What Watergate?

Washington, D.C., is home to Watergate, what many would argue is a critical piece of U.S. history that included toppling a president and introducing a new era of distrust of the government.

But on lists of historical landmarks and sites in Washington, you likely won’t find the Watergate office building — where on June 17, 1972, five men were arrested for breaking into the Democratic National Committee office. Even many experts on Watergate no longer care about the place.

“Why should anyone be concerned with [the building]?” said Stanley Kutler, professor emeritus of history at the University of Wisconsin in Madison. He is best known for being the man to successfully sue the National Archives and Richard Nixon for the release of Nixon’s secret tapes.

“Things change. The Washington Monument endures because that’s important, but who cares where Watergate happened?” he said.

Forty years after Nixon’s resignation after the Watergate scandal, the sites where one of U.S. history’s greatest political scandals unfolded seem to have largely disappeared from national memory.
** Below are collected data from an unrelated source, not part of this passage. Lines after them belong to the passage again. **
//! Database entities.

#![allow(missing_docs)]

pub mod job;
pub mod job_event;

pub use job::{Entity as Job, JobStatus};
pub use job_event::Entity as JobEvent;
None of the sites have been made into major landmarks or tourist destinations.

One of the few tours in Washington featuring the scandal as a major point of interest is led by the Gross National Product, a comedy troupe, and is hosted not by historians but by professional actors.

“People are not going to remember there was a break-in,” Kutler said. “The one thing we will always remember is that Richard Nixon was the first president ever to resign because of a political scandal. That’s what’s important.”

Over the years, the sites have slid from infamy into perhaps mundane normalcy: Penzance Cos., a real estate development company, bought the Watergate office building for $76 million in 2011 and, in 15 months, acquired three leases for the building.

The parking garage where Bob Woodward, one of the two Washington Post reporters who broke the Watergate story, allegedly met “Deep Throat,” later discovered to have been the FBI’s Mark Felt, for tips on the scandal will be replaced with retail and residential buildings and an accompanying new parking garage.

The motel where Alfred C. Baldwin, former FBI agent, monitored the Watergate break-in operation as it was happening, has since been converted into a college dorm.

Experts still say there is general interest in the Watergate scandal, though it may wane with younger generations. Below is a map of some of the major sites in Washington where the Watergate scandal unfolded.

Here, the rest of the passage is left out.